Así, cabizbajo y apretando con fuerza los dos
carrillos del culo, ya conté algo de esto pero he de repetirlo para entrar en
situación, sorteaba mondas de patatas, cascaras de naranjas, cabezas de sardinas,
latas de conserva que cortaban como las guillotinas de Rosbespierre y desechos
humanos varios hasta llegar, y esto era de asco, al final de aquel prado
oloroso de arenas movedizas donde se me hundían los pies hasta los tobillos a
la primera de cambio quedando anclado y encallado como un barco en un mar de
porqueriza. Con premura me bajaba los pantalones y apresurado, en cuclillas, y
como alma que se lleva el diablo intentaba con angustia realizar la diaria y
cotidiana tarea de evacuar de mi exiguo cuerpo lo que en él hubiera de sobrante
que habría de ser por aquel tiempo imperceptible y escaso.
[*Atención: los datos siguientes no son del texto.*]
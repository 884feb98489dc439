use crate::common::{NonZeroUInt, UInt};
use crate::roll::Roller;
use thiserror::Error;

#[derive(Error, Debug, Clone, Eq, PartialEq)]
pub enum TableError {
    #[error("total weight of the table does not fit in {} bits", UInt::BITS)]
    WeightOverflow,
}

/// Choices with relative weights, from which one is picked at random.
#[derive(Debug, Clone, Eq, PartialEq)]
pub struct RandomTable<C> {
    table: Vec<(UInt, C)>,
    total_weight: UInt,
}

impl<C> RandomTable<C> {
    /// # Errors
    ///
    /// Fails if the weights add up to more than [UInt::MAX].
    pub fn new(choices: impl IntoIterator<Item = (UInt, C)>) -> Result<Self, TableError> {
        let table: Vec<_> = choices.into_iter().collect();
        let total_weight = table
            .iter()
            .try_fold(0, |acc: UInt, (weight, _)| acc.checked_add(*weight))
            .ok_or(TableError::WeightOverflow)?;
        Ok(Self {
            table,
            total_weight,
        })
    }

    pub fn table(&self) -> &[(UInt, C)] {
        &self.table
    }

    pub fn total_weight(&self) -> UInt {
        self.total_weight
    }

    /// Picks a choice with the thread-local generator.
    pub fn select(&self) -> Option<&C> {
        self.select_with(&mut rand::thread_rng())
    }

    /// Picks a choice, or `None` if the table is empty or all weights are zero.
    pub fn select_with<R: Roller>(&self, roller: &mut R) -> Option<&C> {
        let total = NonZeroUInt::new(self.total_weight)?;
        let roll = roller.roll(total);
        let mut weight_so_far: UInt = 0;
        self.table
            .iter()
            .find(|(weight, _)| {
                weight_so_far += weight;
                weight_so_far >= roll
            })
            .map(|(_, choice)| choice)
    }
}
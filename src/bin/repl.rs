use dice_expression::{Expression, RollContext, DEFAULT_MAX_ROLLS};
use std::io::{self, BufRead, Write};
use tracing_subscriber::EnvFilter;

fn max_rolls() -> usize {
    std::env::var("DICE_MAX_ROLLS")
        .ok()
        .and_then(|s| s.parse().ok())
        .unwrap_or(DEFAULT_MAX_ROLLS)
}

fn main() -> Result<(), Box<dyn std::error::Error>> {
    let filter = EnvFilter::try_from_default_env().unwrap_or_else(|_| EnvFilter::new("warn"));
    tracing_subscriber::fmt()
        .with_env_filter(filter)
        .with_writer(io::stderr)
        .init();

    let mut ctx = RollContext::new_bounded(max_rolls(), rand::thread_rng());
    let stdin = io::stdin();
    print!("> ");
    io::stdout().flush()?;
    for line in stdin.lock().lines() {
        let line = line?;
        if !line.trim().is_empty() {
            ctx.reset();
            match line.parse::<Expression>() {
                Ok(expr) => match ctx.eval(&expr) {
                    Ok(r) => println!("{}", r),
                    Err(why) => eprintln!("Error: {}", why),
                },
                Err(why) => eprintln!("Error: {}", why),
            }
        }
        print!("> ");
        io::stdout().flush()?;
    }
    Ok(())
}
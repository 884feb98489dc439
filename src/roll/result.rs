use crate::common::Int;
use std::fmt;

/// The outcome of a roll together with a log of what was rolled.
#[derive(Debug, Clone, Eq, PartialEq, Hash)]
pub struct RollResult<T = Int> {
    pub result: T,
    pub log: String,
}

impl<T> RollResult<T> {
    pub fn new(result: T, log: impl Into<String>) -> Self {
        Self {
            result,
            log: log.into(),
        }
    }

    /// Creates a result whose log is every entry of `logs`, each terminated by a newline.
    pub fn with_logs<I>(result: T, logs: I) -> Self
    where
        I: IntoIterator,
        I::Item: AsRef<str>,
    {
        let log = logs.into_iter().fold(String::new(), |mut acc, line| {
            acc.push_str(line.as_ref());
            acc.push('\n');
            acc
        });
        Self { result, log }
    }

    pub fn map<U>(self, f: impl FnOnce(T) -> U) -> RollResult<U> {
        RollResult {
            result: f(self.result),
            log: self.log,
        }
    }
}

impl<T: fmt::Display> fmt::Display for RollResult<T> {
    fn fmt(&self, f: &mut fmt::Formatter<'_>) -> fmt::Result {
        write!(f, "{} = {}", self.log, self.result)
    }
}
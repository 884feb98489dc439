use super::{error::RollError, roller::Roller, RResult, RollResult, Rollable};
use crate::expr::Expression;

pub type DefaultRoller = rand::rngs::ThreadRng;

pub const DEFAULT_MAX_ROLLS: usize = 1000;

/// Rolls expressions with a fixed roller, optionally refusing to draw more
/// than `max_rolls` dice in total until [RollContext::reset] is called.
pub struct RollContext<R = DefaultRoller> {
    roller: R,
    budget: Option<usize>,
    drawn: usize,
}

impl<R: Roller> RollContext<R> {
    pub fn new(max_rolls: Option<usize>, roller: R) -> Self {
        Self {
            roller,
            budget: max_rolls,
            drawn: 0,
        }
    }

    pub fn new_bounded(max_rolls: usize, roller: R) -> Self {
        Self::new(Some(max_rolls), roller)
    }

    pub fn new_unbounded(roller: R) -> Self {
        Self::new(None, roller)
    }

    pub fn max_rolls(&self) -> Option<usize> {
        self.budget
    }

    pub fn rolls(&self) -> usize {
        self.drawn
    }

    pub fn reset(&mut self) {
        self.drawn = 0;
    }

    fn reserve(&mut self, draws: usize) -> RResult<()> {
        let requested = self.drawn.saturating_add(draws);
        if let Some(max) = self.budget.filter(|&max| requested > max) {
            tracing::debug!(requested, max, "roll budget exceeded");
            return Err(RollError::TooManyRolls { requested, max });
        }
        self.drawn = requested;
        Ok(())
    }

    /// # Errors
    ///
    /// Fails with [RollError::TooManyRolls], without drawing any dice, if
    /// rolling `expr` would go over the budget.
    pub fn eval(&mut self, expr: &Expression) -> RResult<RollResult> {
        self.reserve(expr.draws())?;
        Ok(expr.roll_with(&mut self.roller))
    }
}

impl Default for RollContext {
    fn default() -> Self {
        Self::new_bounded(DEFAULT_MAX_ROLLS, rand::thread_rng())
    }
}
Entonces, ojo de vigía, espolones de acero, cresta
como la grana y andares gallardos, aparecía el majestuoso dueño de aquellos
dominios infectos. El gallo maricón que me metía “las cabras en el corral”
haciendo que palideciera de miedo. “Que no”te se” acerque, Si”te se” acerca
le arreas un buen estacazo”, me tenía dicho la Tía María mientras
dejaba a la vera derecha de aquel mar de olores, y apoyada en la pared, una
estaca de metro y medio con la que quitarle el hipo a tan plumado ejemplar.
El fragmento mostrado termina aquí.